However, at times during the war, the PT-76 redeemed themselves, showing their worthiness when properly used. An example was when Indian advances were halted at Gobindaganj by well-positioned Pakistani troops, tanks, and artillery. To aid the troops, the 63rd Battalion used their PT-76 in a 55 km detour to flank the defending forces. This terrain was in no way forgiving, filled with bogs, swamps, and rivers, but the not-so-little PT’s were in their element. Exploiting the Soviet design, 12 Gurkha Nepalese troops were riding atop the tanks. The flanking maneuver was extremely successful, catching the Pakistani’s by surprise, knocking out one M24 Chaffee, a battery of 105 mm howitzers, and a detachment even set up a roadblock ambush for retreating forces, virtually encircling them.
The 45th Cavalry Regiment also continued their operations, swimming upstream the Bhairab (this is questionable, modern maps show this as geographically impossible unless a confusion in names or change of names) River, where they would intercept a ferry at Shyamganj, where around 3,700 fleeing Pakistani troops were captured.
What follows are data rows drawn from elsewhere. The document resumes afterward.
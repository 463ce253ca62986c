use axum::{Json, http::StatusCode, response::IntoResponse};
use serde::Serialize;
use thiserror::Error;
use validator::ValidationErrors;

use crate::dao::storage::StorageError;

/// Errors that can occur in service layer operations.
///
/// The caches never produce these: trivia sampling, outcome generation, and
/// leaderboard reads degrade silently. What remains is session validation
/// and explicit state management on the game surface.
#[derive(Debug, Error)]
pub enum ServiceError {
    /// Durable store could not be reached.
    #[error("store unavailable")]
    Unavailable(#[source] StorageError),
    /// The presented session token is unknown or expired.
    #[error("unauthorized: {0}")]
    Unauthorized(String),
    /// Requested resource was not found.
    #[error("not found: {0}")]
    NotFound(String),
}

impl From<StorageError> for ServiceError {
    fn from(err: StorageError) -> Self {
        ServiceError::Unavailable(err)
    }
}

impl From<ValidationErrors> for AppError {
    fn from(err: ValidationErrors) -> Self {
        AppError::BadRequest(format!("validation failed: {}", err))
    }
}

/// Application-level errors that are converted to HTTP responses.
#[derive(Debug, Error)]
pub enum AppError {
    /// Bad request with invalid input.
    #[error("bad request: {0}")]
    BadRequest(String),
    /// Unauthorized access attempt.
    #[error("unauthorized: {0}")]
    Unauthorized(String),
    /// Requested resource not found.
    #[error("not found: {0}")]
    NotFound(String),
    /// Service unavailable or degraded.
    #[error("service unavailable: {0}")]
    ServiceUnavailable(String),
}

impl From<ServiceError> for AppError {
    fn from(err: ServiceError) -> Self {
        match err {
            ServiceError::Unavailable(source) => AppError::ServiceUnavailable(source.to_string()),
            ServiceError::Unauthorized(message) => AppError::Unauthorized(message),
            ServiceError::NotFound(message) => AppError::NotFound(message),
        }
    }
}

#[derive(Serialize)]
struct ErrorBody {
    message: String,
}

impl IntoResponse for AppError {
    fn into_response(self) -> axum::response::Response {
        let status = match &self {
            AppError::BadRequest(_) => StatusCode::BAD_REQUEST,
            AppError::Unauthorized(_) => StatusCode::UNAUTHORIZED,
            AppError::NotFound(_) => StatusCode::NOT_FOUND,
            AppError::ServiceUnavailable(_) => StatusCode::SERVICE_UNAVAILABLE,
        };

        let payload = Json(ErrorBody {
            message: self.to_string(),
        });

        (status, payload).into_response()
    }
}
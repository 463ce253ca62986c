/// Built-in fallback question banks.
pub mod fallback;
/// Active game registry keyed by session token.
pub mod games;
/// Leaderboard read cache.
pub mod leaderboard;
/// Bias templates and outcome perturbation.
pub mod pattern;
/// Trivia question pools.
pub mod trivia;

use std::sync::Arc;

use crate::dao::store::GreedStore;
use crate::state::{games::GameRegistry, leaderboard::LeaderboardCache, trivia::TriviaCache};

/// Cheaply cloneable handle to the central application state.
pub type SharedState = Arc<AppState>;

/// Central application state owning the caches and the store handle.
///
/// Every component is constructed here and injected where needed; there is
/// no ambient process state. Synchronization is component-local: the trivia
/// cache holds its own coarse lock, the leaderboard snapshot swaps behind a
/// read-write lock, and the game registry shards per token.
pub struct AppState {
    store: Arc<dyn GreedStore>,
    trivia: TriviaCache,
    leaderboard: LeaderboardCache,
    games: GameRegistry,
}

impl AppState {
    /// Construct the shared state around a connected durable store.
    pub fn new(store: Arc<dyn GreedStore>) -> SharedState {
        Arc::new(Self {
            store,
            trivia: TriviaCache::new(),
            leaderboard: LeaderboardCache::new(),
            games: GameRegistry::new(),
        })
    }

    /// Handle to the durable store.
    pub fn store(&self) -> Arc<dyn GreedStore> {
        Arc::clone(&self.store)
    }

    /// The trivia question cache.
    pub fn trivia(&self) -> &TriviaCache {
        &self.trivia
    }

    /// The leaderboard read cache.
    pub fn leaderboard(&self) -> &LeaderboardCache {
        &self.leaderboard
    }

    /// Registry of in-progress games.
    pub fn games(&self) -> &GameRegistry {
        &self.games
    }
}
//! In-memory [`GreedStore`] used by unit tests across the crate.

use std::collections::HashMap;
use std::sync::Mutex;

use futures::future::BoxFuture;

use crate::dao::models::{LeaderboardEntryEntity, SessionEntity, TriviaSnapshotEntity};
use crate::dao::storage::{StorageError, StorageResult};
use crate::dao::store::GreedStore;

/// Configurable in-memory store.
#[derive(Default)]
pub struct MemStore {
    /// Leaderboard returned by `load_leaderboard`, in insertion order.
    pub leaderboard: Vec<LeaderboardEntryEntity>,
    /// Sessions returned by `find_session`.
    pub sessions: HashMap<String, SessionEntity>,
    /// Snapshot state, readable and overwritten by saves.
    pub snapshot: Mutex<Option<TriviaSnapshotEntity>>,
    /// When set, every read fails as unavailable.
    pub fail_reads: bool,
}

impl MemStore {
    /// Store serving the given leaderboard.
    pub fn with_leaderboard(leaderboard: Vec<LeaderboardEntryEntity>) -> Self {
        Self {
            leaderboard,
            ..Default::default()
        }
    }

    /// Store with a single known session.
    pub fn with_session(token: &str, session: SessionEntity) -> Self {
        let mut sessions = HashMap::new();
        sessions.insert(token.to_string(), session);
        Self {
            sessions,
            ..Default::default()
        }
    }

    /// Store whose every read fails.
    pub fn failing() -> Self {
        Self {
            fail_reads: true,
            ..Default::default()
        }
    }

    fn outage<T>(&self) -> Option<StorageResult<T>> {
        self.fail_reads.then(|| {
            Err(StorageError::unavailable(
                "simulated outage",
                std::io::Error::other("down"),
            ))
        })
    }
}

impl GreedStore for MemStore {
    fn load_leaderboard(&self) -> BoxFuture<'static, StorageResult<Vec<LeaderboardEntryEntity>>> {
        let outcome = self.outage().unwrap_or_else(|| Ok(self.leaderboard.clone()));
        Box::pin(async move { outcome })
    }

    fn find_session(
        &self,
        token: String,
    ) -> BoxFuture<'static, StorageResult<Option<SessionEntity>>> {
        let outcome = self
            .outage()
            .unwrap_or_else(|| Ok(self.sessions.get(&token).cloned()));
        Box::pin(async move { outcome })
    }

    fn load_trivia_snapshot(
        &self,
    ) -> BoxFuture<'static, StorageResult<Option<TriviaSnapshotEntity>>> {
        let outcome = self
            .outage()
            .unwrap_or_else(|| Ok(self.snapshot.lock().unwrap().clone()));
        Box::pin(async move { outcome })
    }

    fn save_trivia_snapshot(
        &self,
        snapshot: TriviaSnapshotEntity,
    ) -> BoxFuture<'static, StorageResult<()>> {
        let outcome = self.outage().unwrap_or_else(|| {
            *self.snapshot.lock().unwrap() = Some(snapshot);
            Ok(())
        });
        Box::pin(async move { outcome })
    }

    fn health_check(&self) -> BoxFuture<'static, StorageResult<()>> {
        let outcome = self.outage().unwrap_or(Ok(()));
        Box::pin(async move { outcome })
    }
}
When the Regiment’s A Squadron crossed the Madhumati River, on the night of 14th December, 393 more prisoners were taken.
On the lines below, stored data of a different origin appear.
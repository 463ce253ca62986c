//! Simulated market chart generation.
//!
//! Produces a fake asset chart with a hidden outcome: a 20-point random-walk
//! history shown to the player, and a reveal segment decided by a coin
//! weighted *against* the recent trend, so momentum-chasing is a trap more
//! often than not.

use rand::Rng;

use crate::dto::market::MarketChartResponse;

/// Points in the visible history.
const HISTORY_LEN: usize = 20;
/// Points revealed after the player commits (plus the pivot point).
const REVEAL_STEPS: usize = 5;
/// Chance that a strong trend actually continues.
const TREND_CONTINUATION_CHANCE: f64 = 0.45;
/// Price floor for history points.
const HISTORY_FLOOR: f64 = 10.0;
/// Price floor for reveal points.
const REVEAL_FLOOR: f64 = 5.0;

const ASSET_NAMES: &[&str] = &[
    "GREED/USD",
    "COPE/BTC",
    "FOMO.X",
    "REKT-ETF",
    "PUMP&DUMP",
    "BAGS.IO",
    "MOON/SOL",
    "RUG.PULL",
];

/// Generate a chart using the process-wide random source.
pub fn generate_chart() -> MarketChartResponse {
    generate_chart_with_rng(&mut rand::rng())
}

/// Generate a chart from an injected random source.
pub fn generate_chart_with_rng<R: Rng + ?Sized>(rng: &mut R) -> MarketChartResponse {
    let mut history = vec![100.0_f64];
    while history.len() < HISTORY_LEN {
        let mut change = rng.random_range(-8.0..8.0);
        if rng.random_bool(0.6) {
            change += rng.random_range(-2.0..2.0);
        }
        let next = (history.last().copied().unwrap_or(100.0) + change).max(HISTORY_FLOOR);
        history.push(next);
    }

    let last = history[HISTORY_LEN - 1];
    let recent_trend = last - history[HISTORY_LEN - 5];
    let goes_up = if recent_trend > 5.0 {
        // Was going up: continuation is the minority outcome.
        rng.random_bool(TREND_CONTINUATION_CHANCE)
    } else if recent_trend < -5.0 {
        // Was going down: same trap in the other direction.
        !rng.random_bool(TREND_CONTINUATION_CHANCE)
    } else {
        rng.random_bool(0.5)
    };

    let mut reveal = vec![last];
    for _ in 0..REVEAL_STEPS {
        let step = rng.random_range(1.0..8.0);
        let previous = reveal.last().copied().unwrap_or(last);
        let next = if goes_up {
            previous + step
        } else {
            (previous - step).max(REVEAL_FLOOR)
        };
        reveal.push(next);
    }

    MarketChartResponse {
        history: history.into_iter().map(round_cents).collect(),
        reveal: reveal.into_iter().map(round_cents).collect(),
        goes_up,
        asset_name: ASSET_NAMES[rng.random_range(0..ASSET_NAMES.len())].to_string(),
    }
}

fn round_cents(value: f64) -> f64 {
    (value * 100.0).round() / 100.0
}

#[cfg(test)]
mod tests {
    use rand::SeedableRng;
    use rand::rngs::SmallRng;

    use super::*;

    #[test]
    fn chart_has_the_expected_shape() {
        let mut rng = SmallRng::seed_from_u64(1);
        for _ in 0..100 {
            let chart = generate_chart_with_rng(&mut rng);

            assert_eq!(chart.history.len(), HISTORY_LEN);
            assert_eq!(chart.reveal.len(), REVEAL_STEPS + 1);
            assert_eq!(chart.history[0], 100.0);
            // Reveal pivots off the last visible point.
            assert_eq!(chart.reveal[0], chart.history[HISTORY_LEN - 1]);
            assert!(chart.history.iter().all(|&p| p >= HISTORY_FLOOR));
            assert!(chart.reveal.iter().all(|&p| p >= REVEAL_FLOOR));
            assert!(ASSET_NAMES.contains(&chart.asset_name.as_str()));
        }
    }

    #[test]
    fn reveal_moves_in_the_decided_direction() {
        let mut rng = SmallRng::seed_from_u64(2);
        for _ in 0..100 {
            let chart = generate_chart_with_rng(&mut rng);
            let first = chart.reveal[0];
            let last = chart.reveal[chart.reveal.len() - 1];
            if chart.goes_up {
                assert!(last > first);
            } else {
                assert!(last <= first);
            }
        }
    }
}
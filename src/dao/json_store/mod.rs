//! Flat-file JSON implementation of the durable store.
//!
//! The backing layout is a pair of documents on disk: the main database file
//! holding sessions and the leaderboard, and a separate trivia cache snapshot
//! rewritten wholesale by the refill supervisor.

mod config;
mod error;
mod models;
mod store;

pub use config::JsonStoreConfig;
pub use error::{JsonStoreError, JsonStoreResult};
pub use store::JsonFileStore;
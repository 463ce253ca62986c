use axum::{
    Json, Router,
    extract::{Query, State},
    routing::get,
};
use validator::Validate;

use crate::{
    dto::leaderboard::{LeaderboardQuery, LeaderboardResponse},
    error::AppError,
    services::leaderboard_service,
    state::SharedState,
};

#[utoipa::path(
    get,
    path = "/api/leaderboard",
    tag = "leaderboard",
    params(LeaderboardQuery),
    responses((status = 200, description = "Current top entries", body = LeaderboardResponse))
)]
/// Return the top leaderboard entries from the read cache.
pub async fn get_leaderboard(
    State(state): State<SharedState>,
    Query(query): Query<LeaderboardQuery>,
) -> Result<Json<LeaderboardResponse>, AppError> {
    query.validate()?;
    let payload = leaderboard_service::top(&state, query.count).await;
    Ok(Json(payload))
}

/// Configure the leaderboard routes subtree.
pub fn router() -> Router<SharedState> {
    Router::new().route("/api/leaderboard", get(get_leaderboard))
}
Two days later, on 16th December, the Pakistani forces surrendered, leading to the creation of the state of Bangladesh. While the PT-76 mostly met the very obsolete and worn out M24 Chaffee tanks, their correct use and full exploitation of its good amphibious capabilities, allowed the Indian military to fulfill tasks that no other vehicle could have done. A total of 30 such tanks were lost during the short war.
The Prague Spring began in January of 1968 after Alexander Dubček was elected as First Secretary in the Communist Party of Czechoslovakia. He strived for decentralization from the Soviet Union, and encouraged more democratic reforms, loosening controls and restrictions on the media or freedom of speech. The main reform was the splitting of Czechoslovakia into the Czech Socialist Republic and the Slovak Socialist Republic.
Naturally, the Soviets were not too happy about these reforms, and during the night of the 20th and 21st August, invaded the ČSSR, with help from other Warsaw Pact nations – Poland, Hungary, and Bulgaria. It is worth noting that there were attempts by the USSR to reverse the reforms by Dubček, diplomatically, but to no avail. Around 200,000 troops alongside 2,000 AFVs invaded the country, according to the Washington Post. Despite the quick occupation, civilian sabotage and resistance continued for nearly 8 months, leading to around 137 dead and 500 wounded.
Naturally, there were several PT-76 tanks present, but like other historians have noticed, documentation is scarce. All tanks, including PT-76 tanks, were painted with white stripes, one going across the hull and one, perpendicular to the previous, across the turret, forming a cross shape on the turret roof. This was done for aerial recognition in cities because, during the Battle of Berlin, many Allied aircraft mistook Soviet armor for German and shot them.
The Soviet light tank saw combat in the Middle East as well, with one of the better-documented conflicts being those between Israel and Arab nations, Syria and Egypt. Egypt first purchased PT-76 tanks in 1958, buying 50, followed in 1966 by another 50. Between 1970 and 1972, another 200 were bought. Egypt first used them during the Six-Day War, where they lost 29 such tanks.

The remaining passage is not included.